## What to do
Starting at the first line and ending at the last, reproduce the records below exactly.

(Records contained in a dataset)
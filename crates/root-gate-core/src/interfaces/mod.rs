// crates/root-gate-core/src/interfaces/mod.rs
// ============================================================================
// Module: Root Gate Interfaces
// Description: Collaborator interfaces for metadata, storage, commands, and pipes.
// Purpose: Define the contract surfaces the broker uses to reach the OS.
// Dependencies: crate::core, thiserror
// ============================================================================

//! ## Overview
//! The broker talks to the outside world only through these traits. Every
//! implementation must be callable from a blocking worker thread, so all of
//! them are `Send + Sync`. Implementations must fail closed on missing or
//! invalid data.

// ============================================================================
// SECTION: Imports
// ============================================================================

use std::io;
use std::path::Path;

use thiserror::Error;

use crate::core::PackageName;
use crate::core::Pid;
use crate::core::Policy;
use crate::core::identifiers::Uid;
use crate::core::identity::PackageRecord;

// ============================================================================
// SECTION: Package Metadata
// ============================================================================

/// Package metadata lookup errors.
///
/// # Invariants
/// - `NotFound` and `Io` are expected conditions; `Internal` is a defect.
#[derive(Debug, Error)]
pub enum MetadataError {
    /// No package matched the query.
    #[error("package metadata not found: {0}")]
    NotFound(String),
    /// Lookup failed on I/O.
    #[error("package metadata io error: {0}")]
    Io(String),
    /// Lookup service failed in an unexpected way.
    #[error("package metadata internal error: {0}")]
    Internal(String),
}

/// Package metadata service.
pub trait PackageMetadata: Send + Sync {
    /// Looks up the installed package running as `uid` (and `pid` when known).
    ///
    /// # Errors
    ///
    /// Returns [`MetadataError`] when the lookup cannot be completed.
    fn lookup(&self, uid: Uid, pid: Option<Pid>) -> Result<Option<PackageRecord>, MetadataError>;

    /// Returns the name owning `uid` (for shared uids, `group:uid`).
    ///
    /// # Errors
    ///
    /// Returns [`MetadataError`] when the lookup cannot be completed.
    fn name_for_uid(&self, uid: Uid) -> Result<Option<String>, MetadataError>;

    /// Lists every package installed under `uid`, shared members included.
    ///
    /// # Errors
    ///
    /// Returns [`MetadataError`] when the lookup cannot be completed.
    fn packages_for_uid(&self, uid: Uid) -> Result<Vec<PackageName>, MetadataError>;
}

// ============================================================================
// SECTION: Policy Store
// ============================================================================

/// Policy store errors.
#[derive(Debug, Error)]
pub enum StoreError {
    /// Store I/O error.
    #[error("policy store io error: {0}")]
    Io(String),
    /// Store data is corrupted or fails integrity checks.
    #[error("policy store corruption: {0}")]
    Corrupt(String),
    /// Store schema version is incompatible.
    #[error("policy store version mismatch: {0}")]
    VersionMismatch(String),
    /// Store data is invalid.
    #[error("policy store invalid data: {0}")]
    Invalid(String),
    /// Store reported an error.
    #[error("policy store error: {0}")]
    Store(String),
}

/// Durable policy store keyed by subject uid.
pub trait PolicyStore: Send + Sync {
    /// Loads the policy for `uid`.
    ///
    /// # Errors
    ///
    /// Returns [`StoreError`] when loading fails.
    fn get(&self, uid: Uid) -> Result<Option<Policy>, StoreError>;

    /// Inserts or replaces the policy for `policy.uid`.
    ///
    /// # Errors
    ///
    /// Returns [`StoreError`] when saving fails.
    fn update(&self, policy: &Policy) -> Result<(), StoreError>;

    /// Removes the policy for `uid`, returning true if one existed.
    ///
    /// # Errors
    ///
    /// Returns [`StoreError`] when deletion fails.
    fn delete(&self, uid: Uid) -> Result<bool, StoreError>;

    /// Returns all policies ordered by uid.
    ///
    /// # Errors
    ///
    /// Returns [`StoreError`] when listing fails.
    fn list(&self) -> Result<Vec<Policy>, StoreError>;

    /// Deletes timed policies whose deadline is at or before `now_seconds`.
    ///
    /// One-shot records (`until == 0`) are kept. Returns the number removed.
    ///
    /// # Errors
    ///
    /// Returns [`StoreError`] when deletion fails.
    fn prune_expired(&self, now_seconds: i64) -> Result<usize, StoreError>;
}

// ============================================================================
// SECTION: Command Runner
// ============================================================================

/// Fire-and-forget privileged command execution.
pub trait CommandRunner: Send + Sync {
    /// Starts `command` in the background; output and failures are discarded.
    fn spawn_detached(&self, command: &str);
}

// ============================================================================
// SECTION: Decision Pipe
// ============================================================================

/// Byte transport backing a decision channel.
pub trait ChannelTransport: Send {
    /// Writes all bytes.
    ///
    /// # Errors
    ///
    /// Returns [`io::Error`] when the write fails.
    fn write_all(&mut self, bytes: &[u8]) -> io::Result<()>;

    /// Flushes buffered bytes.
    ///
    /// # Errors
    ///
    /// Returns [`io::Error`] when the flush fails.
    fn flush(&mut self) -> io::Result<()>;

    /// Releases the transport.
    ///
    /// # Errors
    ///
    /// Returns [`io::Error`] when releasing fails.
    fn close(self: Box<Self>) -> io::Result<()>;
}

/// Opens decision transports for caller-supplied paths.
pub trait ChannelOpener: Send + Sync {
    /// Opens the transport bound to `path`.
    ///
    /// # Errors
    ///
    /// Returns [`io::Error`] when the path cannot be opened for writing.
    fn open(&self, path: &Path) -> io::Result<Box<dyn ChannelTransport>>;
}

## Response
filename crates/root-gate-core/src/interfaces/mod.rs
// crates/root-gate-core/src/interfaces/mod.rs
// ============================================================================
// Module: Root Gate Interfaces
// Description: Collaborator interfaces for metadata, storage, commands, and pipes.
// Purpose: Define the contract surfaces the broker uses to reach the OS.
// Dependencies: crate::core, thiserror
// ============================================================================

//! ## Overview
//! The broker talks to the outside world only through these traits. Every
//! implementation must be callable from a blocking worker thread, so all of
//! them are `Send + Sync`. Implementations must fail closed on missing or
//! invalid data.

// ============================================================================
// SECTION: Imports
// ============================================================================

use std::io;
use std::path::Path;

use thiserror::Error;

use crate::core::PackageName;
use crate::core::Pid;
use crate::core::Policy;
use crate::core::identifiers::Uid;
use crate::core::identity::PackageRecord;

// ============================================================================
// SECTION: Package Metadata
// ============================================================================

/// Package metadata lookup errors.
///
/// # Invariants
/// - `NotFound` and `Io` are expected conditions; `Internal` is a defect.
#[derive(Debug, Error)]
pub enum MetadataError {
    /// No package matched the query.
    #[error("package metadata not found: {0}")]
    NotFound(String),
    /// Lookup failed on I/O.
    #[error("package metadata io error: {0}")]
    Io(String),
    /// Lookup service failed in an unexpected way.
    #[error("package metadata internal error: {0}")]
    Internal(String),
}

/// Package metadata service.
pub trait PackageMetadata: Send + Sync {
    /// Looks up the installed package running as `uid` (and `pid` when known).
    ///
    /// # Errors
    ///
    /// Returns [`MetadataError`] when the lookup cannot be completed.
    fn lookup(&self, uid: Uid, pid: Option<Pid>) -> Result<Option<PackageRecord>, MetadataError>;

    /// Returns the name owning `uid` (for shared uids, `group:uid`).
    ///
    /// # Errors
    ///
    /// Returns [`MetadataError`] when the lookup cannot be completed.
    fn name_for_uid(&self, uid: Uid) -> Result<Option<String>, MetadataError>;

    /// Lists every package installed under `uid`, shared members included.
    ///
    /// # Errors
    ///
    /// Returns [`MetadataError`] when the lookup cannot be completed.
    fn packages_for_uid(&self, uid: Uid) -> Result<Vec<PackageName>, MetadataError>;
}

// ============================================================================
// SECTION: Policy Store
// ============================================================================

/// Policy store errors.
#[derive(Debug, Error)]
pub enum StoreError {
    /// Store I/O error.
    #[error("policy store io error: {0}")]
    Io(String),
    /// Store data is corrupted or fails integrity checks.
    #[error("policy store corruption: {0}")]
    Corrupt(String),
    /// Store schema version is incompatible.
    #[error("policy store version mismatch: {0}")]
    VersionMismatch(String),
    /// Store data is invalid.
    #[error("policy store invalid data: {0}")]
    Invalid(String),
    /// Store reported an error.
    #[error("policy store error: {0}")]
    Store(String),
}

/// Durable policy store keyed by subject uid.
pub trait PolicyStore: Send + Sync {
    /// Loads the policy for `uid`.
    ///
    /// # Errors
    ///
    /// Returns [`StoreError`] when loading fails.
    fn get(&self, uid: Uid) -> Result<Option<Policy>, StoreError>;

    /// Inserts or replaces the policy for `policy.uid`.
    ///
    /// # Errors
    ///
    /// Returns [`StoreError`] when saving fails.
    fn update(&self, policy: &Policy) -> Result<(), StoreError>;

    /// Removes the policy for `uid`, returning true if one existed.
    ///
    /// # Errors
    ///
    /// Returns [`StoreError`] when deletion fails.
    fn delete(&self, uid: Uid) -> Result<bool, StoreError>;

    /// Returns all policies ordered by uid.
    ///
    /// # Errors
    ///
    /// Returns [`StoreError`] when listing fails.
    fn list(&self) -> Result<Vec<Policy>, StoreError>;

    /// Deletes timed policies whose deadline is at or before `now_seconds`.
    ///
    /// One-shot records (`until == 0`) are kept. Returns the number removed.
    ///
    /// # Errors
    ///
    /// Returns [`StoreError`] when deletion fails.
    fn prune_expired(&self, now_seconds: i64) -> Result<usize, StoreError>;
}

// ============================================================================
// SECTION: Command Runner
// ============================================================================

/// Fire-and-forget privileged command execution.
pub trait CommandRunner: Send + Sync {
    /// Starts `command` in the background; output and failures are discarded.
    fn spawn_detached(&self, command: &str);
}

// ============================================================================
// SECTION: Decision Pipe
// ============================================================================

/// Byte transport backing a decision channel.
pub trait ChannelTransport: Send {
    /// Writes all bytes.
    ///
    /// # Errors
    ///
    /// Returns [`io::Error`] when the write fails.
    fn write_all(&mut self, bytes: &[u8]) -> io::Result<()>;

    /// Flushes buffered bytes.
    ///
    /// # Errors
    ///
    /// Returns [`io::Error`] when the flush fails.
    fn flush(&mut self) -> io::Result<()>;

    /// Releases the transport.
    ///
    /// # Errors
    ///
    /// Returns [`io::Error`] when releasing fails.
    fn close(self: Box<Self>) -> io::Result<()>;
}

/// Opens decision transports for caller-supplied paths.
pub trait ChannelOpener: Send + Sync {
    /// Opens the transport bound to `path`.
    ///
    /// # Errors
    ///
    /// Returns [`io::Error`] when the path cannot be opened for writing.
    fn open(&self, path: &Path) -> io::Result<Box<dyn ChannelTransport>>;
}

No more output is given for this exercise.